Of all the entries below, retype only the lines from the one with "self.system_prompt = Some(LazyStore::preloaded(SystemPrompt" through the one with "#[wasm_bindgen(js_name = topKContext)]", exactly as they appear.

==*==

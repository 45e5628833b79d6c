// folio-rag/src/embed/tokenize.rs
//
// Tokenization wrapper for BERT-style models

use std::sync::Arc;
use tokenizers::Tokenizer;

use crate::error::{RagError, Result};

/// Tokenizer wrapper for embedding models
pub struct EmbedTokenizer {
    tokenizer: Arc<Tokenizer>,
    max_length: usize,
}

/// Token ids ready for model inference
#[derive(Debug, Clone, PartialEq, Eq)]
pub struct TokenizedInput {
    pub input_ids: Vec<i64>,
    pub attention_mask: Vec<i64>,
    pub token_type_ids: Vec<i64>,
}

impl TokenizedInput {
    pub fn len(&self) -> usize {
        self.input_ids.len()
    }

    pub fn is_empty(&self) -> bool {
        self.input_ids.is_empty()
    }

    /// Clip every sequence to at most `max_length` tokens
    pub fn truncate(&mut self, max_length: usize) {
        self.input_ids.truncate(max_length);
        self.attention_mask.truncate(max_length);
        self.token_type_ids.truncate(max_length);
    }
}

impl EmbedTokenizer {
    /// Create tokenizer from tokenizer.json contents
    pub fn from_json(tokenizer_json: &str, max_length: usize) -> Result<Self> {
        let tokenizer = Tokenizer::from_bytes(tokenizer_json.as_bytes())
            .map_err(|e| RagError::EmbeddingFailure(format!("tokenizer load failed: {}", e)))?;

        Ok(Self {
            tokenizer: Arc::new(tokenizer),
            max_length,
        })
    }

    pub fn encode(&self, text: &str) -> Result<TokenizedInput> {
        let encoding = self.tokenizer.encode(text, true)
            .map_err(|e| RagError::EmbeddingFailure(format!("tokenize failed: {}", e)))?;

        let mut input = TokenizedInput {
            input_ids: encoding.get_ids().iter().map(|&id| id as i64).collect(),
            attention_mask: encoding.get_attention_mask().iter().map(|&m| m as i64).collect(),
            token_type_ids: encoding.get_type_ids().iter().map(|&id| id as i64).collect(),
        };
        input.truncate(self.max_length);

        Ok(input)
    }
}
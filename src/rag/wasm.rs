//! WASM surface for the host page.

use std::rc::Rc;
use std::sync::Arc;

use js_sys::{Function, Promise};
use wasm_bindgen::prelude::*;
use wasm_bindgen_futures::future_to_promise;

use crate::embed::JsEmbedder;
use crate::error::RagError;
use crate::rag::config::RetrievalConfig;
use crate::rag::context::to_context_json;
use crate::rag::prompt::{ChatMessage, PromptAssembler, SystemPrompt};
use crate::rag::service::RetrievalService;
use crate::store::{ArtifactSource, LazyStore};

fn to_js(e: impl std::fmt::Display) -> JsValue {
    JsValue::from_str(&e.to_string())
}

/// Core errors go to JS as strings. Integrity failures are also echoed to the
/// console, since the browser build has no tracing subscriber by default.
fn report(e: RagError) -> JsValue {
    if let RagError::CorpusIntegrity { .. } = &e {
        web_sys::console::warn_1(&format!("[RagService] {}", e).into());
    }
    to_js(e)
}

/// Retrieval service exposed to TypeScript
///
/// # Example (TypeScript)
/// ```typescript
/// const extractor = await pipeline("feature-extraction", "Xenova/all-MiniLM-L6-v2");
/// const rag = new RagService(recordsJson, embeddingsJson,
///   async (text) => (await extractor(text)).tolist());
/// rag.setSystemPrompt(systemPrompt);
/// const context = await rag.topKContext(input);
/// const messages = rag.buildMessages(history, input, context);
/// ```
#[wasm_bindgen]
pub struct RagService {
    service: Rc<RetrievalService<JsEmbedder>>,
    config: RetrievalConfig,
    system_prompt: Option<LazyStore<SystemPrompt>>,
}

#[wasm_bindgen]
impl RagService {
    /// Artifacts are parsed lazily on the first query.
    ///
    /// # Arguments
    /// * `records_json` - `{ id: text }`
    /// * `embeddings_json` - `{ id: number[] }`
    /// * `embed_fn` - `(text) => Float32Array | number[] | number[][] | Promise<...>`
    #[wasm_bindgen(constructor)]
    pub fn new(records_json: String, embeddings_json: String, embed_fn: Function) -> RagService {
        let service = RetrievalService::new(
            Arc::new(JsEmbedder::new(embed_fn)),
            Arc::new(LazyStore::new(ArtifactSource::bytes(embeddings_json.into_bytes()))),
            Arc::new(LazyStore::new(ArtifactSource::bytes(records_json.into_bytes()))),
        );

        RagService {
            service: Rc::new(service),
            config: RetrievalConfig::default(),
            system_prompt: None,
        }
    }

    /// Replace retrieval settings, e.g. `{ topK: 8, threshold: 0.0 }`
    #[wasm_bindgen(js_name = setConfig)]
    pub fn set_config(&mut self, config: JsValue) -> Result<(), JsValue> {
        let config: RetrievalConfig = serde_wasm_bindgen::from_value(config)
            .map_err(|e| JsValue::from_str(&format!("Invalid config: {}", e)))?;
        config.validate().map_err(to_js)?;
        self.config = config;
        Ok(())
    }

    #[wasm_bindgen(js_name = getConfig)]
    pub fn get_config(&self) -> Result<JsValue, JsValue> {
        serde_wasm_bindgen::to_value(&self.config).map_err(to_js)
    }

    #[wasm_bindgen(js_name = setSystemPrompt)]
    pub fn set_system_prompt(&mut self, prompt: String) {
        self.system_prompt = Some(LazyStore::preloaded(SystemPrompt { text: prompt }));
    }

    /// Set the system prompt artifact, `{ "SYSTEM_PROMPT": "..." }`. It is
    /// parsed on the next `buildMessages` and reused after that.
    #[wasm_bindgen(js_name = setSystemPromptJson)]
    pub fn set_system_prompt_json(&mut self, json: String) {
        self.system_prompt = Some(LazyStore::new(ArtifactSource::bytes(json.into_bytes())));
    }

    /// Load both artifacts now and check every embedding has a record.
    #[wasm_bindgen(js_name = verifyCorpus)]
    pub fn verify_corpus(&self) -> Result<(), JsValue> {
        self.service.check_integrity().map_err(report)?;

        let embeddings = self.service.embeddings().load().map_err(to_js)?;
        web_sys::console::log_1(&format!(
            "[RagService] Corpus verified ({} embeddings, {}d)",
            embeddings.len(),
            embeddings.dimension().unwrap_or(0)
        ).into());

        Ok(())
    }

    /// Resolves to the context JSON for the top `k` records at or above `threshold`.
    pub fn query(&self, text: String, k: usize, threshold: f32) -> Promise {
        let service = Rc::clone(&self.service);

        future_to_promise(async move {
            let records = service.query(&text, k, threshold).await.map_err(report)?;
            let json = to_context_json(&records).map_err(to_js)?;
            Ok(JsValue::from_str(&json))
        })
    }

    /// `query` with the configured `topK` and `threshold`
    #[wasm_bindgen(js_name = topKContext)]
    pub fn top_k_context(&self, text: String) -> Promise {
        self.query(text, self.config.top_k, self.config.threshold)
    }

    /// Message list for the next model call: fresh system message with the
    /// context first, prior history minus old system messages, then the input.
    #[wasm_bindgen(js_name = buildMessages)]
    pub fn build_messages(&self, history: JsValue, input: String, context: String) -> Result<JsValue, JsValue> {
        let prompt = self.system_prompt.as_ref()
            .ok_or_else(|| JsValue::from_str("System prompt not set"))?
            .load()
            .map_err(to_js)?;
        let assembler = PromptAssembler::from_artifact(&prompt);

        let history: Vec<ChatMessage> = if history.is_undefined() || history.is_null() {
            Vec::new()
        } else {
            serde_wasm_bindgen::from_value(history)
                .map_err(|e| JsValue::from_str(&format!("Invalid history: {}", e)))?
        };

        let messages = assembler.assemble(&history, &input, &context, chrono::Utc::now());
        serde_wasm_bindgen::to_value(&messages).map_err(to_js)
    }
}
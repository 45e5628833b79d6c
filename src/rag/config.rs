use serde::{Deserialize, Serialize};

use crate::error::{RagError, Result};

/// Per-query retrieval settings
#[derive(Debug, Clone, Copy, PartialEq, Serialize, Deserialize)]
#[serde(default, rename_all = "camelCase")]
pub struct RetrievalConfig {
    /// Maximum number of records injected into the prompt
    pub top_k: usize,
    /// Minimum cosine similarity a record needs, inclusive, in [-1, 1]
    pub threshold: f32,
}

impl Default for RetrievalConfig {
    fn default() -> Self {
        Self {
            top_k: 8,
            threshold: 0.0,
        }
    }
}

impl RetrievalConfig {
    pub fn from_json_str(json: &str) -> Result<Self> {
        let config: Self = serde_json::from_str(json)?;
        config.validate()?;
        Ok(config)
    }

    pub fn validate(&self) -> Result<()> {
        validate_threshold(self.threshold)
    }
}

/// Reject thresholds that cosine scores can never be meaningfully compared to
pub(crate) fn validate_threshold(threshold: f32) -> Result<()> {
    if (-1.0f32..=1.0).contains(&threshold) {
        Ok(())
    } else {
        Err(RagError::InvalidArgument(format!(
            "threshold must be within [-1, 1], got {}",
            threshold
        )))
    }
}
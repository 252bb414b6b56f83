//! Configuration

pub mod settings;

pub use settings::Settings;
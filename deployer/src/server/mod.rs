//! HTTP server exposing the callable functions

pub mod handlers;
pub mod serve;
pub mod state;
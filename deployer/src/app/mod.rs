//! Application wiring and lifecycle

pub mod options;
pub mod run;
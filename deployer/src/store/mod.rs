//! Record store: persisted deployment state per agent

pub mod firestore;
pub mod memory;
mod value;

use async_trait::async_trait;

use crate::errors::DeployerError;
use crate::models::{DeploymentRecord, RecordUpdate};

pub use firestore::FirestoreRecordStore;
pub use memory::MemoryRecordStore;

/// Storage of deployment records, keyed by agent ID.
///
/// Records are created by agent registration elsewhere; implementations must
/// never create a record from an update.
#[async_trait]
pub trait RecordStore: Send + Sync {
    /// Read a record
    async fn get(&self, agent_id: &str) -> Result<Option<DeploymentRecord>, DeployerError>;

    /// Apply a partial update to an existing record
    async fn update(&self, agent_id: &str, update: RecordUpdate) -> Result<(), DeployerError>;

    /// Apply a partial update only if the record is still at `expected_revision`.
    ///
    /// Returns `false` when the record changed since it was read.
    async fn update_if_revision(
        &self,
        agent_id: &str,
        expected_revision: &str,
        update: RecordUpdate,
    ) -> Result<bool, DeployerError>;
}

==*==

■ ANSWER FOR THIS EXERCISE:
        self.system_prompt = Some(LazyStore::preloaded(SystemPrompt { text: prompt }));
    }

    /// Set the system prompt artifact, `{ "SYSTEM_PROMPT": "..." }`. It is
    /// parsed on the next `buildMessages` and reused after that.
    #[wasm_bindgen(js_name = setSystemPromptJson)]
    pub fn set_system_prompt_json(&mut self, json: String) {
        self.system_prompt = Some(LazyStore::new(ArtifactSource::bytes(json.into_bytes())));
    }

    /// Load both artifacts now and check every embedding has a record.
    #[wasm_bindgen(js_name = verifyCorpus)]
    pub fn verify_corpus(&self) -> Result<(), JsValue> {
        self.service.check_integrity().map_err(report)?;

        let embeddings = self.service.embeddings().load().map_err(to_js)?;
        web_sys::console::log_1(&format!(
            "[RagService] Corpus verified ({} embeddings, {}d)",
            embeddings.len(),
            embeddings.dimension().unwrap_or(0)
        ).into());

        Ok(())
    }

    /// Resolves to the context JSON for the top `k` records at or above `threshold`.
    pub fn query(&self, text: String, k: usize, threshold: f32) -> Promise {
        let service = Rc::clone(&self.service);

        future_to_promise(async move {
            let records = service.query(&text, k, threshold).await.map_err(report)?;
            let json = to_context_json(&records).map_err(to_js)?;
            Ok(JsValue::from_str(&json))
        })
    }

    /// `query` with the configured `topK` and `threshold`
    #[wasm_bindgen(js_name = topKContext)]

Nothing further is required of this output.